This work was funded by the National Key Technology R & D Program of China under Grant No. 2008BAH37B07, the National Natural Science Foundation of China under Grant No. 60970148, and the National Basic Research Program of China ("973" Program) under Grant No. 2007CB310806.
Cloud computing is an online network service delivery model where users obtain customized, on-demand services from the Internet. It encompasses services delivered over the Internet as well as the hardware and software in datacenters that provide such services[1]. Cloud computing is a kind of distributed computing—an evolution of parallel computing, distributed computing, and grid computing. It can be implemented as Software as a Service (SaaS), utility computing, Platform as a Service (PaaS), or Infrastructure as a Service (IaaS). Current cloud computing applications include GoogleDocs[2] and cloud service infrastructures of Microsoft and Amazon[3-4].
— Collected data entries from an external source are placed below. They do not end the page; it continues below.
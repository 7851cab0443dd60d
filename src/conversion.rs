//! # Conversion Resolver
//!
//! Resolves the multiplier that turns a quantity in one canonical unit into
//! the unit a price is quoted in. Lookup order:
//!
//! 1. identity (same unit ⇒ 1)
//! 2. per-product override keyed by `(product, source, target)`
//! 3. global table keyed by `(source, target)`
//! 4. the fallback table passed in as configuration
//!
//! A missing pair is an expected, reportable condition and yields
//! [`Conversion::Unresolvable`], never an error. Inverses are not derived:
//! a `(g, kg)` entry says nothing about `(kg, g)`.

use log::{debug, trace, warn};
use serde::{Deserialize, Serialize};
use std::collections::HashMap;

use crate::reconcile_errors::ReconcileError;
use crate::reconcile_model::{ConversionEntry, ProductConversionEntry};
use crate::unit_normalizer::UnitNormalizer;

/// Which lookup stage produced a multiplier
#[derive(Debug, Clone, Copy, PartialEq, Eq, Serialize, Deserialize)]
#[serde(rename_all = "snake_case")]
pub enum ConversionSource {
    Identity,
    Product,
    Global,
    Fallback,
}

/// Result of a conversion lookup
#[derive(Debug, Clone, Copy, PartialEq, Serialize, Deserialize)]
#[serde(tag = "status", rename_all = "snake_case")]
pub enum Conversion {
    /// A finite, positive multiplier
    Resolved {
        multiplier: f64,
        source: ConversionSource,
    },
    /// No tabulated conversion exists for the pair
    Unresolvable,
}

impl Conversion {
    pub fn multiplier(&self) -> Option<f64> {
        match self {
            Conversion::Resolved { multiplier, .. } => Some(*multiplier),
            Conversion::Unresolvable => None,
        }
    }

    pub fn is_resolved(&self) -> bool {
        matches!(self, Conversion::Resolved { .. })
    }
}

fn validate_multiplier(multiplier: f64, what: &str) -> Result<f64, ReconcileError> {
    if multiplier.is_finite() && multiplier > 0.0 {
        Ok(multiplier)
    } else {
        Err(ReconcileError::InvalidConversion(format!(
            "{what} has multiplier {multiplier}"
        )))
    }
}

/// Hardcoded conversions consulted after the global table
///
/// This is a configuration value rather than ambient state; pass
/// [`FallbackTable::empty`] to switch fallback behavior off.
#[derive(Debug, Clone, PartialEq)]
pub struct FallbackTable {
    entries: HashMap<(String, String), f64>,
}

impl Default for FallbackTable {
    /// Gram→kilogram and millilitre→litre, including their raw spellings
    fn default() -> Self {
        Self::empty()
            .with_entry("g", "kg", 0.001)
            .with_entry("gr", "kg", 0.001)
            .with_entry("ml", "l", 0.001)
            .with_entry("ml", "lt", 0.001)
    }
}

impl FallbackTable {
    pub fn empty() -> Self {
        Self {
            entries: HashMap::new(),
        }
    }

    /// Add an entry; invalid multipliers are logged and skipped
    pub fn with_entry(mut self, source: &str, target: &str, multiplier: f64) -> Self {
        match validate_multiplier(multiplier, &format!("fallback {source}->{target}")) {
            Ok(multiplier) => {
                self.entries
                    .insert((source.to_lowercase(), target.to_lowercase()), multiplier);
            }
            Err(e) => warn!("{}", e),
        }
        self
    }

    pub fn get(&self, source: &str, target: &str) -> Option<f64> {
        self.entries
            .get(&(source.to_string(), target.to_string()))
            .copied()
    }

    pub fn is_empty(&self) -> bool {
        self.entries.is_empty()
    }

    pub fn len(&self) -> usize {
        self.entries.len()
    }
}

/// Global `(source, target) → multiplier` table
#[derive(Debug, Clone, Default, PartialEq)]
pub struct ConversionTable {
    entries: HashMap<(String, String), f64>,
}

impl ConversionTable {
    /// Build the table, normalizing both unit columns
    ///
    /// Later entries for the same pair replace earlier ones.
    pub fn from_entries(
        entries: &[ConversionEntry],
        normalizer: &UnitNormalizer,
    ) -> Result<Self, ReconcileError> {
        let mut table = HashMap::new();
        for entry in entries {
            let source = normalizer.normalize(Some(&entry.source_unit));
            let target = normalizer.normalize(Some(&entry.target_unit));
            let multiplier =
                validate_multiplier(entry.multiplier, &format!("global {source}->{target}"))?;
            table.insert((source, target), multiplier);
        }
        debug!("Loaded {} global conversions", table.len());
        Ok(Self { entries: table })
    }

    pub fn get(&self, source: &str, target: &str) -> Option<f64> {
        self.entries
            .get(&(source.to_string(), target.to_string()))
            .copied()
    }

    pub fn len(&self) -> usize {
        self.entries.len()
    }

    pub fn is_empty(&self) -> bool {
        self.entries.is_empty()
    }
}

/// Per-product `(product, source, target) → multiplier` overrides
#[derive(Debug, Clone, Default, PartialEq)]
pub struct ProductConversionTable {
    entries: HashMap<(i64, String, String), f64>,
}

impl ProductConversionTable {
    pub fn from_entries(
        entries: &[ProductConversionEntry],
        normalizer: &UnitNormalizer,
    ) -> Result<Self, ReconcileError> {
        let mut table = HashMap::new();
        for entry in entries {
            let source = normalizer.normalize(Some(&entry.source_unit));
            let target = normalizer.normalize(Some(&entry.target_unit));
            let multiplier = validate_multiplier(
                entry.multiplier,
                &format!("product {} {source}->{target}", entry.product_id),
            )?;
            table.insert((entry.product_id, source, target), multiplier);
        }
        debug!("Loaded {} per-product conversions", table.len());
        Ok(Self { entries: table })
    }

    pub fn get(&self, product_id: i64, source: &str, target: &str) -> Option<f64> {
        self.entries
            .get(&(product_id, source.to_string(), target.to_string()))
            .copied()
    }

    pub fn len(&self) -> usize {
        self.entries.len()
    }

    pub fn is_empty(&self) -> bool {
        self.entries.is_empty()
    }
}

/// Layered conversion lookup
#[derive(Debug, Clone, Default)]
pub struct ConversionResolver {
    product: ProductConversionTable,
    global: ConversionTable,
    fallback: FallbackTable,
}

impl ConversionResolver {
    pub fn new(
        product: ProductConversionTable,
        global: ConversionTable,
        fallback: FallbackTable,
    ) -> Self {
        Self {
            product,
            global,
            fallback,
        }
    }

    /// Resolve the multiplier from `source` to `target` (both canonical)
    pub fn resolve(&self, source: &str, target: &str, product_id: Option<i64>) -> Conversion {
        if source == target {
            return Conversion::Resolved {
                multiplier: 1.0,
                source: ConversionSource::Identity,
            };
        }

        let found = product_id
            .and_then(|id| self.product.get(id, source, target))
            .map(|m| (m, ConversionSource::Product))
            .or_else(|| {
                self.global
                    .get(source, target)
                    .map(|m| (m, ConversionSource::Global))
            })
            .or_else(|| {
                self.fallback
                    .get(source, target)
                    .map(|m| (m, ConversionSource::Fallback))
            });

        match found {
            Some((multiplier, stage)) => {
                trace!(
                    "Conversion {}->{} (product {:?}) = {} via {:?}",
                    source,
                    target,
                    product_id,
                    multiplier,
                    stage
                );
                Conversion::Resolved {
                    multiplier,
                    source: stage,
                }
            }
            None => {
                debug!(
                    "No conversion {}->{} (product {:?})",
                    source, target, product_id
                );
                Conversion::Unresolvable
            }
        }
    }
}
The main goal of cloud computing is to provide efficient computing services. One component of cloud infrastructure is the data center, which provides safe, reliable data services. Storage security, therefore, is a primary issue. A common approach to data protection is to encourage users to store their encrypted data on servers. However, as the amount of encrypted data in the cloud grows, retrieval becomes problematic.
1 Encrypted Storage Technologies in Cloud Storage Applications
Security of cloud storage applications includes authentication, data encryption and storage, security management, and security log and audit.
For authentication, Access Control Service (ACS) employs user identity authentication and authorization to prevent unauthorized access. Operations permitted on a document may be limited by the administrator or document owner, but the administrator does not have access to users’ encrypted data and can only carry out management-related operations such as user management, data backup and hotspot migration.
Encrypted storage means saving specified encrypted folders and files. Confidentiality of sensitive data must be ensured during the process of storage and transmission.
Security management involves maintaining user information and authorities, including user account registration and cancellation, authority granting, and reclaiming authority for data recovery in emergency situations.
Security logging and auditing involves recording important security events relating to users and system. This information is monitored and acted upon by the administrator.
Encrypted storage is perhaps the most important storage security service for users. It is fundamental for guaranteeing confidentiality of user data stored on a shared platform.
Networked storage systems and devices have to ensure the confidentiality of sensitive data, and also implement encrypted data sharing technology. The protection of user privacy requires that storage security is fulfilled based on a complete trust in the storage system. Therefore, encrypted storage technologies must be studied, and long-term storage and sharing mechanisms for end-to-end encrypted storage technologies and encryption keys should be supported to guarantee the confidentiality and privacy of user data and to improve the security of keys, distribution efficiency and flexibility of encryption policy. Encrypted retrieval plays a critical role in the storage of massive encrypted data; it is also a must-to-be-solved issue for encrypted storage.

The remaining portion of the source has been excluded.